::: Source material
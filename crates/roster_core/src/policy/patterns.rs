//! Signature rule registry for markup/script injection detection.
//!
//! # Responsibility
//! - Define the canonical signature rule set and its categories.
//! - Compile every rule once for the process lifetime.
//!
//! # Invariants
//! - Matching is case-insensitive for every rule.
//! - Rule order carries no meaning; callers evaluate all rules.

use once_cell::sync::Lazy;
use regex::{Regex, RegexBuilder};
use std::fmt::{Display, Formatter};

/// Family a signature rule belongs to.
#[derive(Debug, Clone, Copy, PartialEq, Eq, Hash)]
pub enum ThreatCategory {
    /// Bare `<` or `>`.
    AngleBracket,
    /// `<script>` openers and full script blocks.
    ScriptTag,
    /// Other active-content tags (`<iframe>`, `<object>`, ...).
    ActiveTag,
    /// Inline event-handler attributes such as `onerror=`.
    EventHandler,
    /// `javascript:` / `vbscript:` protocol strings.
    ScriptProtocol,
    /// `data:text/html` URLs.
    DataUrl,
    /// CSS `expression()` and `eval()` calls.
    ScriptExpression,
    /// Percent-encoded bytes, single or double encoded.
    PercentEncoded,
    /// Numeric HTML entities and `&lt;` / `&gt;`.
    EntityEncoded,
}

impl ThreatCategory {
    /// Stable snake_case id used in logs.
    pub fn as_str(self) -> &'static str {
        match self {
            Self::AngleBracket => "angle_bracket",
            Self::ScriptTag => "script_tag",
            Self::ActiveTag => "active_tag",
            Self::EventHandler => "event_handler",
            Self::ScriptProtocol => "script_protocol",
            Self::DataUrl => "data_url",
            Self::ScriptExpression => "script_expression",
            Self::PercentEncoded => "percent_encoded",
            Self::EntityEncoded => "entity_encoded",
        }
    }
}

impl Display for ThreatCategory {
    fn fmt(&self, f: &mut Formatter<'_>) -> std::fmt::Result {
        f.write_str(self.as_str())
    }
}

/// One compiled signature rule.
#[derive(Debug)]
pub struct SignatureRule {
    pub id: &'static str,
    pub pattern: Regex,
    pub category: ThreatCategory,
}

impl SignatureRule {
    /// Returns whether this rule matches anywhere in `value`.
    pub fn is_match(&self, value: &str) -> bool {
        self.pattern.is_match(value)
    }
}

struct RuleSource {
    id: &'static str,
    pattern: &'static str,
    category: ThreatCategory,
}

/// Expanded rule set: bare brackets, script and active tags, handlers,
/// protocols, CSS expressions, and single/double encoded variants.
const RULE_SOURCES: &[RuleSource] = &[
    RuleSource {
        id: "lt",
        pattern: r"<",
        category: ThreatCategory::AngleBracket,
    },
    RuleSource {
        id: "gt",
        pattern: r">",
        category: ThreatCategory::AngleBracket,
    },
    RuleSource {
        id: "script_block",
        pattern: r"(?s)<script[^>]*>.*?</script>",
        category: ThreatCategory::ScriptTag,
    },
    RuleSource {
        id: "script_open",
        pattern: r"<script[^>]*>",
        category: ThreatCategory::ScriptTag,
    },
    RuleSource {
        id: "active_tag_open",
        pattern: r"<(iframe|object|embed|form|style|link|meta|svg|img|base|applet)\b",
        category: ThreatCategory::ActiveTag,
    },
    RuleSource {
        id: "event_handler",
        pattern: r"on\w+\s*=",
        category: ThreatCategory::EventHandler,
    },
    RuleSource {
        id: "javascript_protocol",
        pattern: r"javascript:",
        category: ThreatCategory::ScriptProtocol,
    },
    RuleSource {
        id: "vbscript_protocol",
        pattern: r"vbscript:",
        category: ThreatCategory::ScriptProtocol,
    },
    RuleSource {
        id: "data_html",
        pattern: r"data:text/html",
        category: ThreatCategory::DataUrl,
    },
    RuleSource {
        id: "css_expression",
        pattern: r"expression\s*\(",
        category: ThreatCategory::ScriptExpression,
    },
    RuleSource {
        id: "eval_call",
        pattern: r"eval\s*\(",
        category: ThreatCategory::ScriptExpression,
    },
    RuleSource {
        id: "numeric_entity",
        pattern: r"&#x?[0-9a-f]+;",
        category: ThreatCategory::EntityEncoded,
    },
    RuleSource {
        id: "named_bracket_entity",
        pattern: r"&(lt|gt);",
        category: ThreatCategory::EntityEncoded,
    },
    RuleSource {
        id: "percent_byte",
        pattern: r"%[0-9a-f]{2}",
        category: ThreatCategory::PercentEncoded,
    },
    RuleSource {
        id: "percent_script",
        pattern: r"%3cscript",
        category: ThreatCategory::PercentEncoded,
    },
    RuleSource {
        id: "double_percent_script",
        pattern: r"%253cscript",
        category: ThreatCategory::PercentEncoded,
    },
];

static REGISTRY: Lazy<PatternRegistry> = Lazy::new(PatternRegistry::build);

/// Immutable set of compiled signature rules.
#[derive(Debug)]
pub struct PatternRegistry {
    rules: Vec<SignatureRule>,
}

impl PatternRegistry {
    /// Returns the process-wide registry, compiling it on first access.
    pub fn global() -> &'static PatternRegistry {
        &REGISTRY
    }

    fn build() -> Self {
        let rules = RULE_SOURCES
            .iter()
            .map(|source| SignatureRule {
                id: source.id,
                pattern: RegexBuilder::new(source.pattern)
                    .case_insensitive(true)
                    .build()
                    .expect("valid signature rule regex"),
                category: source.category,
            })
            .collect();
        Self { rules }
    }

    /// All rules, in declaration order.
    pub fn rules(&self) -> &[SignatureRule] {
        &self.rules
    }

    /// Returns every rule matching `value`; never stops at the first hit.
    pub fn matching_rules<'a>(&'a self, value: &'a str) -> impl Iterator<Item = &'a SignatureRule> {
        self.rules.iter().filter(move |rule| rule.is_match(value))
    }

    /// Returns whether any rule matches `value`.
    pub fn contains_threat(&self, value: &str) -> bool {
        !value.is_empty() && self.rules.iter().any(|rule| rule.is_match(value))
    }
}
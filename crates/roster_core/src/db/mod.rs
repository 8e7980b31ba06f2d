//! Roster database bootstrap.
//!
//! # Responsibility
//! - Open SQLite connections for the roster tables.
//! - Bring the roster schema and seeded position codes up to date.
//!
//! # Invariants
//! - No connection is handed out before migrations succeed.
//! - Schema version is tracked via `PRAGMA user_version`.

use std::error::Error;
use std::fmt::{Display, Formatter};

pub mod migrations;
mod open;

pub use migrations::schema_version;
pub use open::{open_db, open_db_in_memory};

pub type DbResult<T> = Result<T, DbError>;

#[derive(Debug)]
pub enum DbError {
    Sqlite(rusqlite::Error),
    /// Database written by a newer build.
    UnsupportedSchemaVersion {
        db_version: u32,
        latest_supported: u32,
    },
    /// A migration step failed; the schema stays at its previous version.
    Migration {
        version: u32,
        name: &'static str,
        source: rusqlite::Error,
    },
}

impl Display for DbError {
    fn fmt(&self, f: &mut Formatter<'_>) -> std::fmt::Result {
        match self {
            Self::Sqlite(err) => write!(f, "{err}"),
            Self::UnsupportedSchemaVersion {
                db_version,
                latest_supported,
            } => write!(
                f,
                "roster schema version {db_version} is newer than supported {latest_supported}"
            ),
            Self::Migration {
                version,
                name,
                source,
            } => write!(f, "roster migration {version} ({name}) failed: {source}"),
        }
    }
}

impl Error for DbError {
    fn source(&self) -> Option<&(dyn Error + 'static)> {
        match self {
            Self::Sqlite(err) | Self::Migration { source: err, .. } => Some(err),
            Self::UnsupportedSchemaVersion { .. } => None,
        }
    }
}

impl From<rusqlite::Error> for DbError {
    fn from(value: rusqlite::Error) -> Self {
        Self::Sqlite(value)
    }
}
::::::
Every entry in the data should be returned exactly.

▸ **Result of this task**:
filename crates/roster_core/src/policy/patterns.rs
//! Signature rule registry for markup/script injection detection.
//!
//! # Responsibility
//! - Define the canonical signature rule set and its categories.
//! - Compile every rule once for the process lifetime.
//!
//! # Invariants
//! - Matching is case-insensitive for every rule.
//! - Rule order carries no meaning; callers evaluate all rules.

use once_cell::sync::Lazy;
use regex::{Regex, RegexBuilder};
use std::fmt::{Display, Formatter};

/// Family a signature rule belongs to.
#[derive(Debug, Clone, Copy, PartialEq, Eq, Hash)]
pub enum ThreatCategory {
    /// Bare `<` or `>`.
    AngleBracket,
    /// `<script>` openers and full script blocks.
    ScriptTag,
    /// Other active-content tags (`<iframe>`, `<object>`, ...).
    ActiveTag,
    /// Inline event-handler attributes such as `onerror=`.
    EventHandler,
    /// `javascript:` / `vbscript:` protocol strings.
    ScriptProtocol,
    /// `data:text/html` URLs.
    DataUrl,
    /// CSS `expression()` and `eval()` calls.
    ScriptExpression,
    /// Percent-encoded bytes, single or double encoded.
    PercentEncoded,
    /// Numeric HTML entities and `&lt;` / `&gt;`.
    EntityEncoded,
}

impl ThreatCategory {
    /// Stable snake_case id used in logs.
    pub fn as_str(self) -> &'static str {
        match self {
            Self::AngleBracket => "angle_bracket",
            Self::ScriptTag => "script_tag",
            Self::ActiveTag => "active_tag",
            Self::EventHandler => "event_handler",
            Self::ScriptProtocol => "script_protocol",
            Self::DataUrl => "data_url",
            Self::ScriptExpression => "script_expression",
            Self::PercentEncoded => "percent_encoded",
            Self::EntityEncoded => "entity_encoded",
        }
    }
}

impl Display for ThreatCategory {
    fn fmt(&self, f: &mut Formatter<'_>) -> std::fmt::Result {
        f.write_str(self.as_str())
    }
}

/// One compiled signature rule.
#[derive(Debug)]
pub struct SignatureRule {
    pub id: &'static str,
    pub pattern: Regex,
    pub category: ThreatCategory,
}

impl SignatureRule {
    /// Returns whether this rule matches anywhere in `value`.
    pub fn is_match(&self, value: &str) -> bool {
        self.pattern.is_match(value)
    }
}

struct RuleSource {
    id: &'static str,
    pattern: &'static str,
    category: ThreatCategory,
}

/// Expanded rule set: bare brackets, script and active tags, handlers,
/// protocols, CSS expressions, and single/double encoded variants.
const RULE_SOURCES: &[RuleSource] = &[
    RuleSource {
        id: "lt",
        pattern: r"<",
        category: ThreatCategory::AngleBracket,
    },
    RuleSource {
        id: "gt",
        pattern: r">",
        category: ThreatCategory::AngleBracket,
    },
    RuleSource {
        id: "script_block",
        pattern: r"(?s)<script[^>]*>.*?</script>",
        category: ThreatCategory::ScriptTag,
    },
    RuleSource {
        id: "script_open",
        pattern: r"<script[^>]*>",
        category: ThreatCategory::ScriptTag,
    },
    RuleSource {
        id: "active_tag_open",
        pattern: r"<(iframe|object|embed|form|style|link|meta|svg|img|base|applet)\b",
        category: ThreatCategory::ActiveTag,
    },
    RuleSource {
        id: "event_handler",
        pattern: r"on\w+\s*=",
        category: ThreatCategory::EventHandler,
    },
    RuleSource {
        id: "javascript_protocol",
        pattern: r"javascript:",
        category: ThreatCategory::ScriptProtocol,
    },
    RuleSource {
        id: "vbscript_protocol",
        pattern: r"vbscript:",
        category: ThreatCategory::ScriptProtocol,
    },
    RuleSource {
        id: "data_html",
        pattern: r"data:text/html",
        category: ThreatCategory::DataUrl,
    },
    RuleSource {
        id: "css_expression",
        pattern: r"expression\s*\(",
        category: ThreatCategory::ScriptExpression,
    },
    RuleSource {
        id: "eval_call",
        pattern: r"eval\s*\(",
        category: ThreatCategory::ScriptExpression,
    },
    RuleSource {
        id: "numeric_entity",
        pattern: r"&#x?[0-9a-f]+;",
        category: ThreatCategory::EntityEncoded,
    },
    RuleSource {
        id: "named_bracket_entity",
        pattern: r"&(lt|gt);",
        category: ThreatCategory::EntityEncoded,
    },
    RuleSource {
        id: "percent_byte",
        pattern: r"%[0-9a-f]{2}",
        category: ThreatCategory::PercentEncoded,
    },
    RuleSource {
        id: "percent_script",
        pattern: r"%3cscript",
        category: ThreatCategory::PercentEncoded,
    },
    RuleSource {
        id: "double_percent_script",
        pattern: r"%253cscript",
        category: ThreatCategory::PercentEncoded,
    },
];

static REGISTRY: Lazy<PatternRegistry> = Lazy::new(PatternRegistry::build);

/// Immutable set of compiled signature rules.
#[derive(Debug)]
pub struct PatternRegistry {
    rules: Vec<SignatureRule>,
}

impl PatternRegistry {
    /// Returns the process-wide registry, compiling it on first access.
    pub fn global() -> &'static PatternRegistry {
        &REGISTRY
    }

    fn build() -> Self {
        let rules = RULE_SOURCES
            .iter()
            .map(|source| SignatureRule {
                id: source.id,
                pattern: RegexBuilder::new(source.pattern)
                    .case_insensitive(true)
                    .build()
                    .expect("valid signature rule regex"),
                category: source.category,
            })
            .collect();
        Self { rules }
    }

    /// All rules, in declaration order.
    pub fn rules(&self) -> &[SignatureRule] {
        &self.rules
    }

    /// Returns every rule matching `value`; never stops at the first hit.
    pub fn matching_rules<'a>(&'a self, value: &'a str) -> impl Iterator<Item = &'a SignatureRule> {
        self.rules.iter().filter(move |rule| rule.is_match(value))
    }

    /// Returns whether any rule matches `value`.
    pub fn contains_threat(&self, value: &str) -> bool {
        !value.is_empty() && self.rules.iter().any(|rule| rule.is_match(value))
    }
}
filename crates/roster_core/src/db/mod.rs
repository 8e7980b31ba06f2d
//! Roster database bootstrap.
//!
//! # Responsibility
//! - Open SQLite connections for the roster tables.
//! - Bring the roster schema and seeded position codes up to date.
//!
//! # Invariants
//! - No connection is handed out before migrations succeed.
//! - Schema version is tracked via `PRAGMA user_version`.

use std::error::Error;
use std::fmt::{Display, Formatter};

pub mod migrations;
mod open;

pub use migrations::schema_version;
pub use open::{open_db, open_db_in_memory};

pub type DbResult<T> = Result<T, DbError>;

#[derive(Debug)]
pub enum DbError {
    Sqlite(rusqlite::Error),
    /// Database written by a newer build.
    UnsupportedSchemaVersion {
        db_version: u32,
        latest_supported: u32,
    },
    /// A migration step failed; the schema stays at its previous version.
    Migration {
        version: u32,
        name: &'static str,
        source: rusqlite::Error,
    },
}

impl Display for DbError {
    fn fmt(&self, f: &mut Formatter<'_>) -> std::fmt::Result {
        match self {
            Self::Sqlite(err) => write!(f, "{err}"),
            Self::UnsupportedSchemaVersion {
                db_version,
                latest_supported,
            } => write!(
                f,
                "roster schema version {db_version} is newer than supported {latest_supported}"
            ),
            Self::Migration {
                version,
                name,
                source,
            } => write!(f, "roster migration {version} ({name}) failed: {source}"),
        }
    }
}

impl Error for DbError {
    fn source(&self) -> Option<&(dyn Error + 'static)> {
        match self {
            Self::Sqlite(err) | Self::Migration { source: err, .. } => Some(err),
            Self::UnsupportedSchemaVersion { .. } => None,
        }
    }
}

impl From<rusqlite::Error> for DbError {
    fn from(value: rusqlite::Error) -> Self {
        Self::Sqlite(value)
    }
}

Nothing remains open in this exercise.